What is expected:
From the entries below, list each line with "position".

-- Materials provided follows --

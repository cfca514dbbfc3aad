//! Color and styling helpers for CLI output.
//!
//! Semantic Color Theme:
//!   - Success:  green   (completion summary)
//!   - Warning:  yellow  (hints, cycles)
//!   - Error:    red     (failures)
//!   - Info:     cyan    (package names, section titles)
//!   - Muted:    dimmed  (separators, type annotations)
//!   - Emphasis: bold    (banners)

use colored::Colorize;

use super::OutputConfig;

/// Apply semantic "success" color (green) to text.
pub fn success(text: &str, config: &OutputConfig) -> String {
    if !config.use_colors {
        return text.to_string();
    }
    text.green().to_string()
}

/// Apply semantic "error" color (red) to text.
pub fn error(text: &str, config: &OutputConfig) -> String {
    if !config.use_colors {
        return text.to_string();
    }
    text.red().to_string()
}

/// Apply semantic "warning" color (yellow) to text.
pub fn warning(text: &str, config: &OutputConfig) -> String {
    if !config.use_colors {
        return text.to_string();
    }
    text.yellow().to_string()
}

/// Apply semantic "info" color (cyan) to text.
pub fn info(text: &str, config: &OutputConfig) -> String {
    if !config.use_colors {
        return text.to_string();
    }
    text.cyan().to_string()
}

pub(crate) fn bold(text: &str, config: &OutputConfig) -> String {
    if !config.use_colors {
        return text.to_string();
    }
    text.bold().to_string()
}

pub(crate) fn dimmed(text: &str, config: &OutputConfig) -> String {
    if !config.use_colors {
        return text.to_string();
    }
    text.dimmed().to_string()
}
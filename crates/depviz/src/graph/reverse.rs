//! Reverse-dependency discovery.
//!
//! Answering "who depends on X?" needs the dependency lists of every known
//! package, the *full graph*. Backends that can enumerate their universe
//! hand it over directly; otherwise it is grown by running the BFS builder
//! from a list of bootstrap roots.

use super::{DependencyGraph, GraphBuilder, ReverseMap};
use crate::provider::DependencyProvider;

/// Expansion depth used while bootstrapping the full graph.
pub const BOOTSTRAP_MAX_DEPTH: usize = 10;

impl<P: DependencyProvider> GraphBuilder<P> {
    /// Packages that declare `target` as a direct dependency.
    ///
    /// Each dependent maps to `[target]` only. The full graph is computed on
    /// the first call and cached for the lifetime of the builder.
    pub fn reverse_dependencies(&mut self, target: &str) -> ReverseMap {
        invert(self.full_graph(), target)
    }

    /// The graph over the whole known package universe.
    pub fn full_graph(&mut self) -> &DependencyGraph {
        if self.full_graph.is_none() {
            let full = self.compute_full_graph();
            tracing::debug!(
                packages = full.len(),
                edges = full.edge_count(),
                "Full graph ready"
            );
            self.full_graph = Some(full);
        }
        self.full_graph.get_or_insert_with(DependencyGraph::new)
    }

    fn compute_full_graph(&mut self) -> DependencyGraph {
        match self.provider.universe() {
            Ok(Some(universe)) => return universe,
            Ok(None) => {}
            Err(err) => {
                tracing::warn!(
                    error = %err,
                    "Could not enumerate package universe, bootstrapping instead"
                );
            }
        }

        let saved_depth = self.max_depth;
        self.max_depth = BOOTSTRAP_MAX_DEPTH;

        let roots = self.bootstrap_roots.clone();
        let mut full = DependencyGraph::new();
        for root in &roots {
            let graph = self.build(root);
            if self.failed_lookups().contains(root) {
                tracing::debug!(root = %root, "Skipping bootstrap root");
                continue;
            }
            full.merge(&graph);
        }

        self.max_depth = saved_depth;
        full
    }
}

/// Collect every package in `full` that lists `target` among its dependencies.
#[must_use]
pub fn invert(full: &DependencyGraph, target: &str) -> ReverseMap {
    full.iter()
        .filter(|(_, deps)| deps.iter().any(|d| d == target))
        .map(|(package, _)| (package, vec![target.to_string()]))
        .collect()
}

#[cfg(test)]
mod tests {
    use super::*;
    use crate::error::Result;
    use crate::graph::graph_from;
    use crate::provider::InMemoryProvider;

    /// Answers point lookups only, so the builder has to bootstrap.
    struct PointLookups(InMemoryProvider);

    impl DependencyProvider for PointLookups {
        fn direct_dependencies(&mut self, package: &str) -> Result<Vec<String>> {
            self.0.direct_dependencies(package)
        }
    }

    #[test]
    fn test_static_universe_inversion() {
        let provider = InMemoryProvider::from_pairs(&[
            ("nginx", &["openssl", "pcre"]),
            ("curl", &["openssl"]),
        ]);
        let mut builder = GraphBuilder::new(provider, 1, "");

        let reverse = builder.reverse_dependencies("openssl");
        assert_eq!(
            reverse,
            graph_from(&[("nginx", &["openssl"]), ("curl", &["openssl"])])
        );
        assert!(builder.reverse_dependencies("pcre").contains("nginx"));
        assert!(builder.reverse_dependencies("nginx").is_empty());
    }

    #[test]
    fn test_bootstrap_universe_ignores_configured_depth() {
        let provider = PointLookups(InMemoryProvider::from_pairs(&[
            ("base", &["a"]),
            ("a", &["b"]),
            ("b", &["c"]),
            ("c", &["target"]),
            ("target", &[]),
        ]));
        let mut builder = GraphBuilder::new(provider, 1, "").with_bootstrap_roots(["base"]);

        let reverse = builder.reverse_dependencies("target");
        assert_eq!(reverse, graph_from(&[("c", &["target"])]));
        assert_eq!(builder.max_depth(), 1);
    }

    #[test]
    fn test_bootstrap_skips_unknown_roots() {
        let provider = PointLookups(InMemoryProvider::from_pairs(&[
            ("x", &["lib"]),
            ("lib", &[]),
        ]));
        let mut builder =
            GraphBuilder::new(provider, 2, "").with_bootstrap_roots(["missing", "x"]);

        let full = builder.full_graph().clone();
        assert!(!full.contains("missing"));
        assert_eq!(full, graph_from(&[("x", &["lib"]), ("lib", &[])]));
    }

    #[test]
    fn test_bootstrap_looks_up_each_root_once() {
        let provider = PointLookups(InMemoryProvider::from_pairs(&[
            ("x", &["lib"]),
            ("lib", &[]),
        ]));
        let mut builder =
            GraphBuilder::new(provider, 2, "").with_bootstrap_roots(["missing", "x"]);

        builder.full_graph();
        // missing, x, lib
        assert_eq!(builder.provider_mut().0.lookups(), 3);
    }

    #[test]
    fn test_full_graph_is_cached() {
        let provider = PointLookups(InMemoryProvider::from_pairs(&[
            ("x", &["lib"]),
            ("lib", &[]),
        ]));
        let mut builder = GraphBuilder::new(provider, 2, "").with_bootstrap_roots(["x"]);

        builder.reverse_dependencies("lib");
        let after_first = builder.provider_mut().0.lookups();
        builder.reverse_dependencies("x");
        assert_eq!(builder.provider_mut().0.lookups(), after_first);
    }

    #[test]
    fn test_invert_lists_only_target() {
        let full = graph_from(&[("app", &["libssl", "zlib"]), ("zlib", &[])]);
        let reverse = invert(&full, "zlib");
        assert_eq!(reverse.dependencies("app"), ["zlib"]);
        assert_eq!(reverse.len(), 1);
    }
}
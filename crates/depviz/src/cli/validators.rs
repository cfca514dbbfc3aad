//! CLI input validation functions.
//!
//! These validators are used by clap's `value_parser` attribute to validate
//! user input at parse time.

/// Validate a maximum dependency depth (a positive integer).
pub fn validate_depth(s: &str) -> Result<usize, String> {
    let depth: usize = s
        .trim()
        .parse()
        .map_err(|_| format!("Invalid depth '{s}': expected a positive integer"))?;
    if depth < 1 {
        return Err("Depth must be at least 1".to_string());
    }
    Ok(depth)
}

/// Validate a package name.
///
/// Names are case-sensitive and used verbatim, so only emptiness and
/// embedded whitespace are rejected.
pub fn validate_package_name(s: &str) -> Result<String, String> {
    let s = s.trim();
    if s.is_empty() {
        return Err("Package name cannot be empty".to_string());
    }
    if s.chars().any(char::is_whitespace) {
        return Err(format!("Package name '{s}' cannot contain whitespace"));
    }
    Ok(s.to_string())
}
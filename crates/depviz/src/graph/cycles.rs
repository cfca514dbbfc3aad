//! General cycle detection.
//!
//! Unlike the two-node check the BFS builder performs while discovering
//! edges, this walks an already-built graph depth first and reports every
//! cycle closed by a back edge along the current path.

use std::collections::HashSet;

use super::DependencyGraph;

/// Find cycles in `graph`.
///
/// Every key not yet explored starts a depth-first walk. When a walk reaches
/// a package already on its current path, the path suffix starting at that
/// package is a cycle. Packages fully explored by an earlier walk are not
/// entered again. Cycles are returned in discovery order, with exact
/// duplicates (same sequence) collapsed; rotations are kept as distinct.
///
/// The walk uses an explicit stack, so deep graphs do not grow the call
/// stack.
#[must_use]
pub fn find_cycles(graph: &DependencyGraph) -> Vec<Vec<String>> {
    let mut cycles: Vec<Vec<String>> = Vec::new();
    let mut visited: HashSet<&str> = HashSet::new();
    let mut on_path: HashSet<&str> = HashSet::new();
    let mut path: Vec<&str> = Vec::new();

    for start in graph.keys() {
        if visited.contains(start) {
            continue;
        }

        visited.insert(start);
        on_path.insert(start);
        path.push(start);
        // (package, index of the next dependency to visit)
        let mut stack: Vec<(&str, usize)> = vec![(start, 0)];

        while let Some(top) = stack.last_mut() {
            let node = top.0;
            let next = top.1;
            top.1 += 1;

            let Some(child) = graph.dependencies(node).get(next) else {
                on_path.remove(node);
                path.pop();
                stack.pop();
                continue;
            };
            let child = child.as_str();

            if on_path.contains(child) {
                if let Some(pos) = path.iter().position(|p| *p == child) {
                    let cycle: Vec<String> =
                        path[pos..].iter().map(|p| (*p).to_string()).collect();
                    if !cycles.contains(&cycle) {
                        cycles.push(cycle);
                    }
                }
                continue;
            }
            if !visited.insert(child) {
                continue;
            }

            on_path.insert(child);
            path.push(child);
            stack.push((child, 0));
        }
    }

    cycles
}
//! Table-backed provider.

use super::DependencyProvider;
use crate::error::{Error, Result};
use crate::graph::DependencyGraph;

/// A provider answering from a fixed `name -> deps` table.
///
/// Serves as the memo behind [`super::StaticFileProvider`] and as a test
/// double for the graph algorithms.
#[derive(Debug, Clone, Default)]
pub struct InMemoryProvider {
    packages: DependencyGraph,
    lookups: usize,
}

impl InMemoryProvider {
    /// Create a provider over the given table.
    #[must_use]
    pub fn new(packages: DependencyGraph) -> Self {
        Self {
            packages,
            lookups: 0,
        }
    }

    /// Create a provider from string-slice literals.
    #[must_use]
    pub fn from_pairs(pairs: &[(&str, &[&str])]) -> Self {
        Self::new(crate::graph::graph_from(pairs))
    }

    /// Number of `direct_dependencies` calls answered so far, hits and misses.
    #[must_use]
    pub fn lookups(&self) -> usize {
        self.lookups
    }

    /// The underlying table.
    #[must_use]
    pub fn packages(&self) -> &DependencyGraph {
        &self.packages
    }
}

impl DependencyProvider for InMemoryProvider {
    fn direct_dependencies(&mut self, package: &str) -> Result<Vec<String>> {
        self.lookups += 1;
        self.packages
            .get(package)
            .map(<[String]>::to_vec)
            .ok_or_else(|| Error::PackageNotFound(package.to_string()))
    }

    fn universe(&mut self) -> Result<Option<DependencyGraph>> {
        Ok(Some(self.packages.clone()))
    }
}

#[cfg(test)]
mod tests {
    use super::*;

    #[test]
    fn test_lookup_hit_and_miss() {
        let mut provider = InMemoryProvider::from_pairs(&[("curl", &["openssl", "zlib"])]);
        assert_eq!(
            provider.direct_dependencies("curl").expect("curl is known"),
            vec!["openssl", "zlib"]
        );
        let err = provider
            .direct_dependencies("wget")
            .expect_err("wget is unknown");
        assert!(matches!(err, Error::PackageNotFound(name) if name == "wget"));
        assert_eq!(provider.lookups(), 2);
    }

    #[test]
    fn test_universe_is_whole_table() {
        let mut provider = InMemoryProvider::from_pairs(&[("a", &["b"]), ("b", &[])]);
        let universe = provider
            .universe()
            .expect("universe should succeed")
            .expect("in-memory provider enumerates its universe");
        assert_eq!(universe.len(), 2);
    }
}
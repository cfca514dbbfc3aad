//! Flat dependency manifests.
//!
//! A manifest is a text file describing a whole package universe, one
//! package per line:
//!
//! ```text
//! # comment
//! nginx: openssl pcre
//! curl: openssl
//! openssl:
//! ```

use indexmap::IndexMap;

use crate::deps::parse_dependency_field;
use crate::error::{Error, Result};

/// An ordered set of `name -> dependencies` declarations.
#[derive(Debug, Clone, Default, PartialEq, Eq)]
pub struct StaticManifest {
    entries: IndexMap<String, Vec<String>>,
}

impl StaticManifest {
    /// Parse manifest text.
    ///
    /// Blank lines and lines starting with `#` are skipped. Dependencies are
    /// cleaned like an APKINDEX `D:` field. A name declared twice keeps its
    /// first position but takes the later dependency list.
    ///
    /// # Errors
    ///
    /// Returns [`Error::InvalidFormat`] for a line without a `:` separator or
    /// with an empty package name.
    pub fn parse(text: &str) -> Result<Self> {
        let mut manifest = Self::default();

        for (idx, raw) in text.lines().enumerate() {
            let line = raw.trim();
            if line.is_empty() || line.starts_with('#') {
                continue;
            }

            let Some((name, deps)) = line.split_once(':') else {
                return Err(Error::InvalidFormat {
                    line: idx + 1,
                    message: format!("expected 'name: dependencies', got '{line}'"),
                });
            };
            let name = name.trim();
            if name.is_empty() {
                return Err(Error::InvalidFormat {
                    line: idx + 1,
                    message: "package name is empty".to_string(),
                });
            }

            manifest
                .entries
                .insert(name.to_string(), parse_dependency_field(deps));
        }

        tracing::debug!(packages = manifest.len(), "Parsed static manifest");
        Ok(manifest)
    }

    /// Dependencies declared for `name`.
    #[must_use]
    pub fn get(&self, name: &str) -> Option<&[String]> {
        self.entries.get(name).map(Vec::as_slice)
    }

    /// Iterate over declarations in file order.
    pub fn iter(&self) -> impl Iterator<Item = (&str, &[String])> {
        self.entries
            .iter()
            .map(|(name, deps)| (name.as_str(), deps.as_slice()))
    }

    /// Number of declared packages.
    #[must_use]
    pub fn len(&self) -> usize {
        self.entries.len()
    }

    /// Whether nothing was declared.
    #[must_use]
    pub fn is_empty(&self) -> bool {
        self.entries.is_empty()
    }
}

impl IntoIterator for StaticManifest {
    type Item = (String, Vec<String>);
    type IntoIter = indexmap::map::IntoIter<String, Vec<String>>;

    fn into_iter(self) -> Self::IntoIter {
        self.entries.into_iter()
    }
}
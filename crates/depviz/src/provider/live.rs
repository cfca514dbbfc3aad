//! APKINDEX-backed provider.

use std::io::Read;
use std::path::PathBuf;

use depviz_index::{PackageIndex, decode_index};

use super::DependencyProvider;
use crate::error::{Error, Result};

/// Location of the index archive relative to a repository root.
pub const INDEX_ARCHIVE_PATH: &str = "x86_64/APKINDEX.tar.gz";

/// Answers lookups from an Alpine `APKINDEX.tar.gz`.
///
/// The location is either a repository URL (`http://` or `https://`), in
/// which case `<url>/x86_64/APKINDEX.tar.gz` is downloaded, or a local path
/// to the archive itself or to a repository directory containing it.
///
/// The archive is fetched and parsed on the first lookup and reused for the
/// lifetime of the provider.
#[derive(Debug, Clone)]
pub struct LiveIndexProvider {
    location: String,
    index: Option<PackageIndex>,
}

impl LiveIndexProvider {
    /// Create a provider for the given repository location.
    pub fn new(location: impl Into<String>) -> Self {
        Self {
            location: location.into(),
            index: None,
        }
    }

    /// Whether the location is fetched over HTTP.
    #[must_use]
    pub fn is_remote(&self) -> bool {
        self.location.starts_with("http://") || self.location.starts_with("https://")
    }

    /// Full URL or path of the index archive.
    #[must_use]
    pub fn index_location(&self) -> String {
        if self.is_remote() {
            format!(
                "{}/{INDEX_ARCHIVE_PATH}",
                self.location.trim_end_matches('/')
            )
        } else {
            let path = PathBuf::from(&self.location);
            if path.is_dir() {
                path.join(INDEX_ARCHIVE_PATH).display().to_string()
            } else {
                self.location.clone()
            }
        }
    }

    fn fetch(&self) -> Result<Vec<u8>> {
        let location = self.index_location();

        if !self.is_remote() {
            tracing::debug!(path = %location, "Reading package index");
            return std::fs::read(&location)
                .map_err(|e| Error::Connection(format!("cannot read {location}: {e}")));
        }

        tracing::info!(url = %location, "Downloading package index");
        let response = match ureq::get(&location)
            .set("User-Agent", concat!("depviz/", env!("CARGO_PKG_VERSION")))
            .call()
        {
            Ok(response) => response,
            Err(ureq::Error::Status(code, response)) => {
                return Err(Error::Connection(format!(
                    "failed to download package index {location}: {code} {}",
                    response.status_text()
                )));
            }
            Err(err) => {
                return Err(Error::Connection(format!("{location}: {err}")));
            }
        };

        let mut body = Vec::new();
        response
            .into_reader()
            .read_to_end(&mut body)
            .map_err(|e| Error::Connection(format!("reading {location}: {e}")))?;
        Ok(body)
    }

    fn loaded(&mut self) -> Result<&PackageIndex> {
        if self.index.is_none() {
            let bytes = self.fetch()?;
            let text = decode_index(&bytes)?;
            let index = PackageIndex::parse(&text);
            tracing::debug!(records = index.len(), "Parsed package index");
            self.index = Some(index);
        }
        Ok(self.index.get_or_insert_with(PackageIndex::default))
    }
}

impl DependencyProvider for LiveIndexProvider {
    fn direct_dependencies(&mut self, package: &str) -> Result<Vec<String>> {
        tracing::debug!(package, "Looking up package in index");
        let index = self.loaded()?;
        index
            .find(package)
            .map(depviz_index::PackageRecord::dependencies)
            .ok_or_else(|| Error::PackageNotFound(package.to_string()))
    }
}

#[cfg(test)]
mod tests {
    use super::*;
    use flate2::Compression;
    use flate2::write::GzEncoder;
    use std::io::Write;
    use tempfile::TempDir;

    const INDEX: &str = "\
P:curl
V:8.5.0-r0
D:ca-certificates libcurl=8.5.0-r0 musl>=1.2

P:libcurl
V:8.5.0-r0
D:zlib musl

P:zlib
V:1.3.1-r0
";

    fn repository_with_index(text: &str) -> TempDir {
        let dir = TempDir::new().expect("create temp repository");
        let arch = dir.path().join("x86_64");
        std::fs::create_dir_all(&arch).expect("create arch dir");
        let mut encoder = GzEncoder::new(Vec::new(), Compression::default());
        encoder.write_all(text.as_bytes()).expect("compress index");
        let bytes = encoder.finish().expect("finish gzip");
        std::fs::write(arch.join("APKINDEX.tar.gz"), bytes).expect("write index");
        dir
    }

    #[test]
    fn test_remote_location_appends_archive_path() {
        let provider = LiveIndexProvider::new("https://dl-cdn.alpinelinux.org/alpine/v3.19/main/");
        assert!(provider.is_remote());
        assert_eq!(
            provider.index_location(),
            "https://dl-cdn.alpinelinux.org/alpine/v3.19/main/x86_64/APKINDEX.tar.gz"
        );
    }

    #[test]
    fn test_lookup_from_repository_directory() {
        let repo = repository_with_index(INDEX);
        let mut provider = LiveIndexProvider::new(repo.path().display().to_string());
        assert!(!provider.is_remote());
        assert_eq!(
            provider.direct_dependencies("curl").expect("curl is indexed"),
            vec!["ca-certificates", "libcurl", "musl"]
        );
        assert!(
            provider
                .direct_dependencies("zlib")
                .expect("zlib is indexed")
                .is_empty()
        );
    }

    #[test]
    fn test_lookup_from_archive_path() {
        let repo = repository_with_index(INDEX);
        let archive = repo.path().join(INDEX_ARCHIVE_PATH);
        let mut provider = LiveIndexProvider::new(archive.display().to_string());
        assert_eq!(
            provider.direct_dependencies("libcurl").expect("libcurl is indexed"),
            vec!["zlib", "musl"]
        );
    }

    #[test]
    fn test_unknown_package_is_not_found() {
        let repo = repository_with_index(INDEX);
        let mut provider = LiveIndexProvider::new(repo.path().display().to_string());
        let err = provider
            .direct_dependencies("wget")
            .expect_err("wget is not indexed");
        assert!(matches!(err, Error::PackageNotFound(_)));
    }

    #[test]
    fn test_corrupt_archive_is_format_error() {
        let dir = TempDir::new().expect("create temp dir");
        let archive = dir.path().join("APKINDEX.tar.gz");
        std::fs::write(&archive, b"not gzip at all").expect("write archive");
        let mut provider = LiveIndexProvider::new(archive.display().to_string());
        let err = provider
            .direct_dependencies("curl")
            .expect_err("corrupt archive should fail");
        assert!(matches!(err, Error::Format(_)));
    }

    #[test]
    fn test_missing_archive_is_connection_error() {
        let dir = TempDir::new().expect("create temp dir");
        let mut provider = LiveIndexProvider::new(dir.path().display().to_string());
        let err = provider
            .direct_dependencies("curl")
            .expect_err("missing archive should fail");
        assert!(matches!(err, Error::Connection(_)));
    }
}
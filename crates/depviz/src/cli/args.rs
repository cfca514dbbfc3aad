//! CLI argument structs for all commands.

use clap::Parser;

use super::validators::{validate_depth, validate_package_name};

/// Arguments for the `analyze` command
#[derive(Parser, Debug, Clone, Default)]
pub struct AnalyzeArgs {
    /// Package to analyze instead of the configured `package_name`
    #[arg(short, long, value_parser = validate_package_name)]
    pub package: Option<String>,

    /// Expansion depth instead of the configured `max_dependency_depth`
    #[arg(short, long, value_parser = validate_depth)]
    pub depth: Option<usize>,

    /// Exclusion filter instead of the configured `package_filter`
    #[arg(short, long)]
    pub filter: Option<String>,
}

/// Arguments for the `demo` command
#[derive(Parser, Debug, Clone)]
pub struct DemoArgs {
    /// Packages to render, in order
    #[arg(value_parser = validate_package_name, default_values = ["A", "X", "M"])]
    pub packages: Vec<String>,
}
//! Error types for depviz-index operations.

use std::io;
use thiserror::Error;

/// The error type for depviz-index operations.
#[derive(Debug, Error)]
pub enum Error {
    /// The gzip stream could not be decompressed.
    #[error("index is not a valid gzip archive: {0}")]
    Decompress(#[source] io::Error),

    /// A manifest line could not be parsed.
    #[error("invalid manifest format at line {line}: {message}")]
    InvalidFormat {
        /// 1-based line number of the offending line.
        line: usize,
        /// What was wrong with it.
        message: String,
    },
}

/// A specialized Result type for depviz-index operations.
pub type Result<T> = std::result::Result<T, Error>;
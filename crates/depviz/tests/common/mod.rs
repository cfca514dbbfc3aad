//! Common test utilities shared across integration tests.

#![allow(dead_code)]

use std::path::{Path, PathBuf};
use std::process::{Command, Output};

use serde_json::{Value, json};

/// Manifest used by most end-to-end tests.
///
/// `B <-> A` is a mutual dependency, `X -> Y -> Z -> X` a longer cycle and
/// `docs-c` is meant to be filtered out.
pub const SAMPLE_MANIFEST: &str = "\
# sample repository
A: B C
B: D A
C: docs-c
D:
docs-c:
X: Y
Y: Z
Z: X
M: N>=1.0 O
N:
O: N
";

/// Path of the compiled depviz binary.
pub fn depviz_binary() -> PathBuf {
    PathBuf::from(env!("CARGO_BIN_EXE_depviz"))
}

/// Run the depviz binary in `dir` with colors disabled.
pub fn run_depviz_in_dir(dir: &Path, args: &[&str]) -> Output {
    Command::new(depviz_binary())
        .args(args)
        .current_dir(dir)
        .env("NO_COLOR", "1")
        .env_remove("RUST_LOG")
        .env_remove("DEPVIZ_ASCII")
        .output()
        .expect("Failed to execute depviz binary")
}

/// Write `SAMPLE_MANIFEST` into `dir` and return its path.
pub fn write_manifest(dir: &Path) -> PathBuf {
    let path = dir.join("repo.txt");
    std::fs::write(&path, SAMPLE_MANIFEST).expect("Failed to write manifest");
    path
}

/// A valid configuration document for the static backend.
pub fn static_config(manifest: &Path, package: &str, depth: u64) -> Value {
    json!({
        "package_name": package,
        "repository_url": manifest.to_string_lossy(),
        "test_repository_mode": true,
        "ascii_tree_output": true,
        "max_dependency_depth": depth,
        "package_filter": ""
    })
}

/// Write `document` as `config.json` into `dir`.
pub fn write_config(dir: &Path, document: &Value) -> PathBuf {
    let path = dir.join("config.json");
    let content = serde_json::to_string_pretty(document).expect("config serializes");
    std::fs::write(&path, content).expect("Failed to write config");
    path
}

-- Materials provided concluded --

Response below:
                if let Some(pos) = path.iter().position(|p| *p == child) {
    /// first position but takes the later dependency list.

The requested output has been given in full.